(WORK REQUEST):
Copy the lines below exactly, starting at the line that contains "the parsed classification" and stopping after the last line, and include no other lines.

[Extracted data entries]
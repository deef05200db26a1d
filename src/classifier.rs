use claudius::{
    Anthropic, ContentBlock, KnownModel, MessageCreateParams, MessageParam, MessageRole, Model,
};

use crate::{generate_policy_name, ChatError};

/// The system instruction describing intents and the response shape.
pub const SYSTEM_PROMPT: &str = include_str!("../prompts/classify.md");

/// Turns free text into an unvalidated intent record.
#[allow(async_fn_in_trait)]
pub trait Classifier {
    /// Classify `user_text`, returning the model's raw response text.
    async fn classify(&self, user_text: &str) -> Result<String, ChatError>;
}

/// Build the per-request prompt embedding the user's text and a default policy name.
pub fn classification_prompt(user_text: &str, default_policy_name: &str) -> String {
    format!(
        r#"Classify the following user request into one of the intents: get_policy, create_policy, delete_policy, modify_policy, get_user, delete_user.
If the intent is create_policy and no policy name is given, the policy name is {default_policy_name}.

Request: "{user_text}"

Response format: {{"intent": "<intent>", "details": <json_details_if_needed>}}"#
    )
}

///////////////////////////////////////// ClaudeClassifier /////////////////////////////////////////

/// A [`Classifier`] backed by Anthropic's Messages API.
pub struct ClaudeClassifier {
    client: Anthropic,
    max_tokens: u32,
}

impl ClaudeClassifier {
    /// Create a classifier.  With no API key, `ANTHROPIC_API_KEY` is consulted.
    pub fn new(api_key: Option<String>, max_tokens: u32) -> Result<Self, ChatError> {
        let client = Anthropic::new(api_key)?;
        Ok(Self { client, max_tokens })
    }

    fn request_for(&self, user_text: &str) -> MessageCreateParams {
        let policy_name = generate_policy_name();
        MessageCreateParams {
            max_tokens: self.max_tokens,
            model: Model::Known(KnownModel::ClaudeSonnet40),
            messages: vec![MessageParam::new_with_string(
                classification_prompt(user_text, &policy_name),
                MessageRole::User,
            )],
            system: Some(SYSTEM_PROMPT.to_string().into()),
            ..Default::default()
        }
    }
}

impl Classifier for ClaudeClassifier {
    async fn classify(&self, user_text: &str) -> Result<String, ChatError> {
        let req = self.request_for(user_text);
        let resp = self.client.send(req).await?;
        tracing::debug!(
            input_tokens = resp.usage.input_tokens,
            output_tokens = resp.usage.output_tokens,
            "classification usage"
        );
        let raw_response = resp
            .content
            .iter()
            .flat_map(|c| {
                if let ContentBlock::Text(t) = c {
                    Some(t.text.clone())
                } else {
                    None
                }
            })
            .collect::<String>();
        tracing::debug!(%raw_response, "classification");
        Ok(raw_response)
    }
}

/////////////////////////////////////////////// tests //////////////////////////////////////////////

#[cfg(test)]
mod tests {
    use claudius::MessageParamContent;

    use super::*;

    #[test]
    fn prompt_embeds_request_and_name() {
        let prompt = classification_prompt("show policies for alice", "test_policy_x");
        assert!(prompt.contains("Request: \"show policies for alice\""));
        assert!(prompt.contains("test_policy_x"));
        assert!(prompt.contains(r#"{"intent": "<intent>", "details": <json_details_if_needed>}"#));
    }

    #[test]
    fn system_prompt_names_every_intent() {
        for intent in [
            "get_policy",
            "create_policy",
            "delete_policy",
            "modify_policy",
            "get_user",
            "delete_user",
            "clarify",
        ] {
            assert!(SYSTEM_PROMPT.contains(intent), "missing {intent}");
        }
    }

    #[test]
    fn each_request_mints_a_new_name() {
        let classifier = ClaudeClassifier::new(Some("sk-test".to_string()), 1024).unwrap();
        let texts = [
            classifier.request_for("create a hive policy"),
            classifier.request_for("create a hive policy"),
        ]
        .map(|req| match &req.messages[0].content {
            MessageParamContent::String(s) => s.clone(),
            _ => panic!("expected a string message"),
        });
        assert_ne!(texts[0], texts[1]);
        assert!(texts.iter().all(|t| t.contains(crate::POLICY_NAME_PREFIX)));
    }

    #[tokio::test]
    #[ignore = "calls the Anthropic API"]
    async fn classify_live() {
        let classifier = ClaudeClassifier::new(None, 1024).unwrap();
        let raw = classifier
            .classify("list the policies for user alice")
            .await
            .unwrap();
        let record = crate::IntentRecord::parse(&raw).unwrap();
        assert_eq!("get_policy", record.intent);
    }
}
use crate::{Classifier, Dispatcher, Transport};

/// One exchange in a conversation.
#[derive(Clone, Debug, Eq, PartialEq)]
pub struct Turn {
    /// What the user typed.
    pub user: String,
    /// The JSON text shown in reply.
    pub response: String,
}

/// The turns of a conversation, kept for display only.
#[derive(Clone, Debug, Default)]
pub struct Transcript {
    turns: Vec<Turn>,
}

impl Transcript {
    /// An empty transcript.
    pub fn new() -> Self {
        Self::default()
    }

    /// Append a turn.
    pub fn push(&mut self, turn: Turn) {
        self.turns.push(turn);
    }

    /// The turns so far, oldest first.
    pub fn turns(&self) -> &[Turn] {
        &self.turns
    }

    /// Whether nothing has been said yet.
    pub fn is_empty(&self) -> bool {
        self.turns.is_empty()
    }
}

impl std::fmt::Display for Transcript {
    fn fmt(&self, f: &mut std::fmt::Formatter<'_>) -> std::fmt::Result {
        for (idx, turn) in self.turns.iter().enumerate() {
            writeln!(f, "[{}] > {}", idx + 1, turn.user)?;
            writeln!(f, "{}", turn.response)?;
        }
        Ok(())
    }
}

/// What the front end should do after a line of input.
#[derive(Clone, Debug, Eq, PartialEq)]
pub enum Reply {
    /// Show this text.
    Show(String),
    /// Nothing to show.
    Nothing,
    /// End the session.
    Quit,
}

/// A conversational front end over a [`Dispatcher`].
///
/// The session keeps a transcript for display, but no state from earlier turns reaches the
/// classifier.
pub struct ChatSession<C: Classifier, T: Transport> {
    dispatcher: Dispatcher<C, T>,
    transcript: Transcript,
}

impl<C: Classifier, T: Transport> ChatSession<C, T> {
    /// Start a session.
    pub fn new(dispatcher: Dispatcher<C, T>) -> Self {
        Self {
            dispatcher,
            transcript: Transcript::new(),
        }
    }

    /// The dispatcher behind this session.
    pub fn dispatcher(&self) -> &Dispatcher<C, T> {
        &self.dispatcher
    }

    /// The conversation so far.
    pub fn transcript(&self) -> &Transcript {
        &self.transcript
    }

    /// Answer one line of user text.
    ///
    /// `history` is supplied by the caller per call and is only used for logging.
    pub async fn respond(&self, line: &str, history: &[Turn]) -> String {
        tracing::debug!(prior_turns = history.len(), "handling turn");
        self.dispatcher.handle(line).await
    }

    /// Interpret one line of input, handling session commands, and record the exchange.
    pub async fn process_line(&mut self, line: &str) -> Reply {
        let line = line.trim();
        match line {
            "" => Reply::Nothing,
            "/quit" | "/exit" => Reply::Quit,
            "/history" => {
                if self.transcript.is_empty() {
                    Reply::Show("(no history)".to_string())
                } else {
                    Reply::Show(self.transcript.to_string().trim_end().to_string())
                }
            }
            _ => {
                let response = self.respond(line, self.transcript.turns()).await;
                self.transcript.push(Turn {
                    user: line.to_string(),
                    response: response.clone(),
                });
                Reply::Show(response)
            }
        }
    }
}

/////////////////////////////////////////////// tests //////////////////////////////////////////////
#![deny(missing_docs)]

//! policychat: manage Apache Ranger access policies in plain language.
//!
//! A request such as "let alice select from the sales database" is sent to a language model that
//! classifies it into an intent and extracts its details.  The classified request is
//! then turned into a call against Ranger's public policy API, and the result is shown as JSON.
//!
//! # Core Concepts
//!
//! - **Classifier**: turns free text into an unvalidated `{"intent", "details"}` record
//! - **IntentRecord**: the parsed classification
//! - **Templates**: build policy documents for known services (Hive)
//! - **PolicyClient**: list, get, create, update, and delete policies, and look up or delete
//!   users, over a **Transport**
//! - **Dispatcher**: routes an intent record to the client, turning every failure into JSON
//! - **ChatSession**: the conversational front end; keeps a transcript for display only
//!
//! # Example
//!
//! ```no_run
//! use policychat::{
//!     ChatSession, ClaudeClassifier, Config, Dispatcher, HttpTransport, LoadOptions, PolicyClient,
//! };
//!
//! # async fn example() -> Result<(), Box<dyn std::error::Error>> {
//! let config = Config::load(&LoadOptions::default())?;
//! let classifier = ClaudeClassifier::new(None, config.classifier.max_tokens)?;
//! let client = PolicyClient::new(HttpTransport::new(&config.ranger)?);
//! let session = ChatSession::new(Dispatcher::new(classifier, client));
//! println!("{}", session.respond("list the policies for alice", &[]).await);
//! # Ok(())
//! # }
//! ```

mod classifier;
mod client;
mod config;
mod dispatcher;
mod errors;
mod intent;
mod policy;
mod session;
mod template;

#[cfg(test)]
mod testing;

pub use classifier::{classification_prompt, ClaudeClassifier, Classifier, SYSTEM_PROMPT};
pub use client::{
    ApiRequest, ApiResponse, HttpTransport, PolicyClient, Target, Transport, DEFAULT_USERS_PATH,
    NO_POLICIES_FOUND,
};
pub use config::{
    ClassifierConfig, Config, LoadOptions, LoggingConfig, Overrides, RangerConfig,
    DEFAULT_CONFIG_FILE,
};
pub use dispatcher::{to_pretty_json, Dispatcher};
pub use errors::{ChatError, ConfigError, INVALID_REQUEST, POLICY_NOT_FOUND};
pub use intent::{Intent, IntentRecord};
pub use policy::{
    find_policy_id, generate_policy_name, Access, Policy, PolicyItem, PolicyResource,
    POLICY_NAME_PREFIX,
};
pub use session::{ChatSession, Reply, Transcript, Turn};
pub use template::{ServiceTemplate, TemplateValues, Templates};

(TASK OUTPUT):
//! - **IntentRecord**: the parsed classification
//! - **Templates**: build policy documents for known services (Hive)
//! - **PolicyClient**: list, get, create, update, and delete policies, and look up or delete
//!   users, over a **Transport**
//! - **Dispatcher**: routes an intent record to the client, turning every failure into JSON
//! - **ChatSession**: the conversational front end; keeps a transcript for display only
//!
//! # Example
//!
//! ```no_run
//! use policychat::{
//!     ChatSession, ClaudeClassifier, Config, Dispatcher, HttpTransport, LoadOptions, PolicyClient,
//! };
//!
//! # async fn example() -> Result<(), Box<dyn std::error::Error>> {
//! let config = Config::load(&LoadOptions::default())?;
//! let classifier = ClaudeClassifier::new(None, config.classifier.max_tokens)?;
//! let client = PolicyClient::new(HttpTransport::new(&config.ranger)?);
//! let session = ChatSession::new(Dispatcher::new(classifier, client));
//! println!("{}", session.respond("list the policies for alice", &[]).await);
//! # Ok(())
//! # }
//! ```

mod classifier;
mod client;
mod config;
mod dispatcher;
mod errors;
mod intent;
mod policy;
mod session;
mod template;

#[cfg(test)]
mod testing;

pub use classifier::{classification_prompt, ClaudeClassifier, Classifier, SYSTEM_PROMPT};
pub use client::{
    ApiRequest, ApiResponse, HttpTransport, PolicyClient, Target, Transport, DEFAULT_USERS_PATH,
    NO_POLICIES_FOUND,
};
pub use config::{
    ClassifierConfig, Config, LoadOptions, LoggingConfig, Overrides, RangerConfig,
    DEFAULT_CONFIG_FILE,
};
pub use dispatcher::{to_pretty_json, Dispatcher};
pub use errors::{ChatError, ConfigError, INVALID_REQUEST, POLICY_NOT_FOUND};
pub use intent::{Intent, IntentRecord};
pub use policy::{
    find_policy_id, generate_policy_name, Access, Policy, PolicyItem, PolicyResource,
    POLICY_NAME_PREFIX,
};
pub use session::{ChatSession, Reply, Transcript, Turn};
pub use template::{ServiceTemplate, TemplateValues, Templates};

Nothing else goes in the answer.